Senior Amanda Alkema and graduate student Jen Koth take apart a computer while they volunteer at Comprenew

Nicole Lamson

Senior Amanda Alkema and graduate student Jen Koth take apart a computer while they volunteer at Comprenew

Susie Skowronek

One cell phone battery can pollute 45,000 gallons of ground water. While technology is literally poisoning the environment, Grand Rapids nonprofit Comprenew will not allow electronics win the war.

To commemorate the vision of Dr. Martin Luther King Jr. and Ella Baker, Grand Valley State University students headed downtown to recycle computers on Saturday.

Comprenew typically sees crews of about 25 people, but the GVSU Day of Service brought almost 50 volunteers to the Comprenew warehouse.

They used screwdrivers and hammers to dismantle about 230 computers and separate their parts into individual bins – one for plastic, one for metal, one for case fans, one for motherboards, etc.

Joshua Lee said the Day of Service reflects the ideals of MLK and Baker because students learn what it means to advocate for the community.

“This is mirroring their mission in a more contemporary way,” Lee said. “This is part of the reason I love my job. I get to serve all the time.”

Lee said he enjoys working with Comprenew because of its many layers.

“Our mission statement here is to keep e-waste out of the landfills, to have community impact in terms of educating and being a resource to recycle in a responsible manner, and being that we’re a nonprofit and being that we’re an entity of worldwide Christian schools, all the profits that we make go to build and fund Christian schools in third world countries,” said Comprenew warehouse manager Robert Colt, who supervised the GVSU volunteers on Saturday.

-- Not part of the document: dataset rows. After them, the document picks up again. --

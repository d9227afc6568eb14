//! Build/CDN/product config parsing (§4.D): both are the same simple text
//! format, one `key = value` pair per line, values being a single token or a
//! space-separated list.

use std::collections::HashMap;

#[derive(Debug, Clone, Default)]
pub struct Config {
	fields: HashMap<String, String>,
}

impl Config {
	pub fn parse(text: &str) -> Self {
		let mut fields = HashMap::new();
		for line in text.lines() {
			let line = line.trim();
			if line.is_empty() || line.starts_with('#') {
				continue;
			}
			if let Some((key, value)) = line.split_once('=') {
				fields.insert(key.trim().to_string(), value.trim().to_string());
			}
		}
		Self { fields }
	}

	pub fn get(&self, key: &str) -> Option<&str> {
		self.fields.get(key).map(String::as_str)
	}

	/// Splits a value into its space-separated tokens, e.g. `root`'s
	/// `content-key encoding-key` pair or `encoding`'s two-hash form.
	pub fn get_tokens(&self, key: &str) -> Option<Vec<&str>> {
		self.get(key).map(|v| v.split_whitespace().collect())
	}

	/// Most fields carry a single content hash; the last token is the
	/// encoding key when both are present (content first, encoding second).
	pub fn get_last_token(&self, key: &str) -> Option<&str> {
		self.get_tokens(key).and_then(|tokens| tokens.last().copied())
	}
}

#[cfg(test)]
mod tests {
	use super::*;

	#[test]
	fn parses_key_value_lines_and_ignores_comments() {
		let text = "# comment\nroot = aaaa bbbb\nencoding = cccc dddd\n\nbuild-name = WOW-12345patch1\n";
		let config = Config::parse(text);
		assert_eq!(config.get("build-name"), Some("WOW-12345patch1"));
		assert_eq!(config.get_tokens("root"), Some(vec!["aaaa", "bbbb"]));
		assert_eq!(config.get_last_token("encoding"), Some("dddd"));
	}

	#[test]
	fn missing_key_returns_none() {
		let config = Config::parse("a = b\n");
		assert_eq!(config.get("missing"), None);
	}
}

Each computer the students disassembled will earn Comprenew about $8.

Most profit comes out of the motherboards with their connectors made of gold, large copper or cast aluminum heat sync, easily removable and resalable random access memory (RAM), and other bits made of copper.

“Anything that we do not refurbish and resell – it comes back (to the warehouse), and it is disassembled,” Colt said. “We have a buyer just for clean motherboards.”

People pay for the metals salvaged from the computer components.

While the motherboard is the big moneymaker, the hard drive also offers some salvageable materials, such as aluminum, platinum and rare earth magnets.

Comprenew also wipes and reformats the hard drives for sale.

“We have services where we will do a data wipe and send (the donor) a certificate that we wiped that particular data,” Colt said. “Because when hospitals and even colleges give us their old computer, it still has a lot of pertinent information on it. So, as an added service, we make sure that those are wiped and not retrievable.”

Comprenew expects to recycle about 2.5 million pounds of electronics this year.